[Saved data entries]

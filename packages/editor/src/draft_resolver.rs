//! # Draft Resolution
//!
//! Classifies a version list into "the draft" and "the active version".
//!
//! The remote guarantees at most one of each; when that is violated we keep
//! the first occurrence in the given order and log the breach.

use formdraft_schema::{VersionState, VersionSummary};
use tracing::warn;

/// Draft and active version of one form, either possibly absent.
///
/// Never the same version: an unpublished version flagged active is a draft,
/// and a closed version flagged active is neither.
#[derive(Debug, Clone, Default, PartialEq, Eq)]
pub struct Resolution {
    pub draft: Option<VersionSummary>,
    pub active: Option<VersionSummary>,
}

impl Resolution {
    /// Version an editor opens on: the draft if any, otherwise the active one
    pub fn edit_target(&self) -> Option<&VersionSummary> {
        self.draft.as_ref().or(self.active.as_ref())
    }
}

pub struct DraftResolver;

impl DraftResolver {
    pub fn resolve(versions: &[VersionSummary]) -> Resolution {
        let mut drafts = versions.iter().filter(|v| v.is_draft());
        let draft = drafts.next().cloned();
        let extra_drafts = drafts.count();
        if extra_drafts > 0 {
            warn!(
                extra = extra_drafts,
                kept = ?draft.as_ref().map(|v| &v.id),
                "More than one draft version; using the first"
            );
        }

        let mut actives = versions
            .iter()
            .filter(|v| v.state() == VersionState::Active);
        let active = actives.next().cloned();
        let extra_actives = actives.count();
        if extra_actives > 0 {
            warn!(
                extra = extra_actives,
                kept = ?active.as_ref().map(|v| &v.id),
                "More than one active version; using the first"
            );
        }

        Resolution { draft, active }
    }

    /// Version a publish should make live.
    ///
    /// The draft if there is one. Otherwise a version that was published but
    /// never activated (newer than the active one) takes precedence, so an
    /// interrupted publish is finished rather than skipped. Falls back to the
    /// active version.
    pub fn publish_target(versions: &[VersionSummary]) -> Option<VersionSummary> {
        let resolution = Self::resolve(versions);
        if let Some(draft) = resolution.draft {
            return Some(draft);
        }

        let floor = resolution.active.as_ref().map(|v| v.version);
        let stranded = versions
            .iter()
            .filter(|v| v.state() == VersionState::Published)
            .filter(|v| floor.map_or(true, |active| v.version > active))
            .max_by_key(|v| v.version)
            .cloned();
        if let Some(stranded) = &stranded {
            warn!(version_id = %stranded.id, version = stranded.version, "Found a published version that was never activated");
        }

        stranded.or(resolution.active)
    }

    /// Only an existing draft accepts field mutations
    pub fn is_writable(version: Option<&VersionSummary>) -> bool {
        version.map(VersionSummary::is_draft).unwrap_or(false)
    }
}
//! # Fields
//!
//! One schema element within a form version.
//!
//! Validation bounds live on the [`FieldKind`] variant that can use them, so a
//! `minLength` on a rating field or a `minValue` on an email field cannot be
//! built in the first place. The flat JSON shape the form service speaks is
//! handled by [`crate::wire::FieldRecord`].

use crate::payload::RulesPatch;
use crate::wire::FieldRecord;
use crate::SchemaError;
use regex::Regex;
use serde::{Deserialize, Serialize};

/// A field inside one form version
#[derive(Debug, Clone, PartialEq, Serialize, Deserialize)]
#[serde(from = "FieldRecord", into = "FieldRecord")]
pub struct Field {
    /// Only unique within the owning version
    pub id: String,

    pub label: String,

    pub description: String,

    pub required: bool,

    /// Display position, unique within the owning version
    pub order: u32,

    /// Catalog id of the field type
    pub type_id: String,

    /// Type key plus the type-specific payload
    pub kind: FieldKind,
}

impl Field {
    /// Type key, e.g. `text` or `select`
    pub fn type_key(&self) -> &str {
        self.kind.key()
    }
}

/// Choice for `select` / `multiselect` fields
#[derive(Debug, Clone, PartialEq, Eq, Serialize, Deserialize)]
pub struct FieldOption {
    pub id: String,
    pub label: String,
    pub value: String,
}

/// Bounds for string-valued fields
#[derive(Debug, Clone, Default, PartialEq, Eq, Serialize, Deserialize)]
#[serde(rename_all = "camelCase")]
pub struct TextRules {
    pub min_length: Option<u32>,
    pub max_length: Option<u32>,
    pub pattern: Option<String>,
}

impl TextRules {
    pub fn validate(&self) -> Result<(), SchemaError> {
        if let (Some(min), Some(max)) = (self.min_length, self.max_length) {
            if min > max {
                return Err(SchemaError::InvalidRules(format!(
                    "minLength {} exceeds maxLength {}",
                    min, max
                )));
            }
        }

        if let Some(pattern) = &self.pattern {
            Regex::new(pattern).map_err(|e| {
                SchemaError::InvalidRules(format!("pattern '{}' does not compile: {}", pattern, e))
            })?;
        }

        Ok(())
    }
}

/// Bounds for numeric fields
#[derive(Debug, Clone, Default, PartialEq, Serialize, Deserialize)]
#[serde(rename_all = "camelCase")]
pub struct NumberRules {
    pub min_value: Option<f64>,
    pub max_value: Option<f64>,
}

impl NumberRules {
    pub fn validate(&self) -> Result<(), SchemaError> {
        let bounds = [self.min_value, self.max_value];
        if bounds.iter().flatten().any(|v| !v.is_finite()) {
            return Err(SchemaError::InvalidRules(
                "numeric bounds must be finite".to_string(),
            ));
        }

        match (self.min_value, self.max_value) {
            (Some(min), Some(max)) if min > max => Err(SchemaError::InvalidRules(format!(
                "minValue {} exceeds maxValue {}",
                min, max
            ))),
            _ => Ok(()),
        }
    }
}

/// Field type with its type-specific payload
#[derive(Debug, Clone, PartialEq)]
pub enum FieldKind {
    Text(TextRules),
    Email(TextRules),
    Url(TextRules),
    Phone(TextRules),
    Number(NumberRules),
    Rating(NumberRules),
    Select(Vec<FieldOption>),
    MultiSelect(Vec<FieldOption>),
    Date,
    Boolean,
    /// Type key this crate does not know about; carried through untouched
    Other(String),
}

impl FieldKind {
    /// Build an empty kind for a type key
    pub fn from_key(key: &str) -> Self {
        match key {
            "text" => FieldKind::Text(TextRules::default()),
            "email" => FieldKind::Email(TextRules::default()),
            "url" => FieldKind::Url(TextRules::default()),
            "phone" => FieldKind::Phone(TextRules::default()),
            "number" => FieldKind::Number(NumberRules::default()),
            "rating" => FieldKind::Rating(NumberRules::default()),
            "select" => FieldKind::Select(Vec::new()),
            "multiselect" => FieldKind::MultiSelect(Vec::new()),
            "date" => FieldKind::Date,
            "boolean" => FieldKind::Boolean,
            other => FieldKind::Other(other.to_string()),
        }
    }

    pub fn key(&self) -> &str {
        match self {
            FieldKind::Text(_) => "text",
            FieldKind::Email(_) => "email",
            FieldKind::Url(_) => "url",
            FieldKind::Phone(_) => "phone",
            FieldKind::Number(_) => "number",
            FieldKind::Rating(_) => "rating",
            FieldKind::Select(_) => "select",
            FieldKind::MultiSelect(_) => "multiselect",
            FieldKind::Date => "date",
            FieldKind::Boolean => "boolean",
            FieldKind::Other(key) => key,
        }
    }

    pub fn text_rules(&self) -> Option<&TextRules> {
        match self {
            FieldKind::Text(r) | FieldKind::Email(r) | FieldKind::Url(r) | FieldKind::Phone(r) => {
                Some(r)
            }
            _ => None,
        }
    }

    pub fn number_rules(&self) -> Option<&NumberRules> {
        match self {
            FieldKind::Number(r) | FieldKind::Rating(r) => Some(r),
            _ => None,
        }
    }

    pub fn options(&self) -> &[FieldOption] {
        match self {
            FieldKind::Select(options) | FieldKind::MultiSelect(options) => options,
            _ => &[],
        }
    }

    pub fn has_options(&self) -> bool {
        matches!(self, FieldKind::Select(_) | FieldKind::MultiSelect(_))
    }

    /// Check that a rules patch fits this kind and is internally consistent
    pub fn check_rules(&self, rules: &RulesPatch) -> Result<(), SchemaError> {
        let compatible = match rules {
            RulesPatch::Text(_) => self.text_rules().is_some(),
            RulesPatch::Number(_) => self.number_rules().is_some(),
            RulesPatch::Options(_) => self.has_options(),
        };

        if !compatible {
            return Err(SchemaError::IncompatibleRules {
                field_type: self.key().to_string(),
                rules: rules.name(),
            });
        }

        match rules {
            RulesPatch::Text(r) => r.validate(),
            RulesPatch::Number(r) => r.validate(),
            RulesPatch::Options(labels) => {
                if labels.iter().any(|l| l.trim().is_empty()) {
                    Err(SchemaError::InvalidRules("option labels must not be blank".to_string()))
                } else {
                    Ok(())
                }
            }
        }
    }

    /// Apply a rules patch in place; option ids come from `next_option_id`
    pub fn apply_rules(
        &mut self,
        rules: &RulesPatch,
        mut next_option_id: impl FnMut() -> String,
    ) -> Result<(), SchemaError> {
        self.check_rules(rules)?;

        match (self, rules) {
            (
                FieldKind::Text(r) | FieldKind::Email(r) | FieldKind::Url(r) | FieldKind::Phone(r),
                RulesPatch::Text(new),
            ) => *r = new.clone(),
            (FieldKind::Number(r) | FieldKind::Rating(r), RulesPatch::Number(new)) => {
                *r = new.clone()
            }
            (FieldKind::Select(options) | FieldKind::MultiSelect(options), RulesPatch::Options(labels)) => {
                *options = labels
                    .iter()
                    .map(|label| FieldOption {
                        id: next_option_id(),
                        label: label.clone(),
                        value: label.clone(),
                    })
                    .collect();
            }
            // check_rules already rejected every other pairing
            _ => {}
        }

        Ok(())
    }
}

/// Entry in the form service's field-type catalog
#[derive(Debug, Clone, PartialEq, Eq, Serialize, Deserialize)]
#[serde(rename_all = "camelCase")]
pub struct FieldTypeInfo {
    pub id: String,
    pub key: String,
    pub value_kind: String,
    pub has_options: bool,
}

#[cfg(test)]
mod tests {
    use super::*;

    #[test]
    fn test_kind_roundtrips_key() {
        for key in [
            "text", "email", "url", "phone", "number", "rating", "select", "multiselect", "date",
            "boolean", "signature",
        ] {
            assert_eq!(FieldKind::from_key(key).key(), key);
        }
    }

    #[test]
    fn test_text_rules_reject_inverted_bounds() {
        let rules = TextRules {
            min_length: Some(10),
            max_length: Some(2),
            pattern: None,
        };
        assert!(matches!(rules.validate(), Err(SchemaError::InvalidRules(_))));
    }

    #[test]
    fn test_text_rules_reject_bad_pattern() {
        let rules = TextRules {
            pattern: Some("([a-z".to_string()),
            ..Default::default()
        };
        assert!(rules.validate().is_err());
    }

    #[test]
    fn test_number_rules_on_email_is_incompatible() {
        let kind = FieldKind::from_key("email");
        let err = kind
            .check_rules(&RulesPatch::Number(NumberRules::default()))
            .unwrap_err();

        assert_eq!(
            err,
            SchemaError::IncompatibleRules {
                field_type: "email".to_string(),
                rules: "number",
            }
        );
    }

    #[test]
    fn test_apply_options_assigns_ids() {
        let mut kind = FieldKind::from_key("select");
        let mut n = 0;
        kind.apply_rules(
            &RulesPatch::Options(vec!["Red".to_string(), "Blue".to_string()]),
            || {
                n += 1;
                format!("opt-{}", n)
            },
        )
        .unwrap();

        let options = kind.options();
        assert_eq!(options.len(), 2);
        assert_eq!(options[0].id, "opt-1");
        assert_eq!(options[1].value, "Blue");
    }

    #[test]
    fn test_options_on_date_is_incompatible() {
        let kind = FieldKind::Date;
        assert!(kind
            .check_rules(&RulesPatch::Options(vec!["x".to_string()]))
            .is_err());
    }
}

Task to carry out: Report the count of lines in the entries that contain "IncompatibleRules". Nothing else should be given.

Result for this task: 2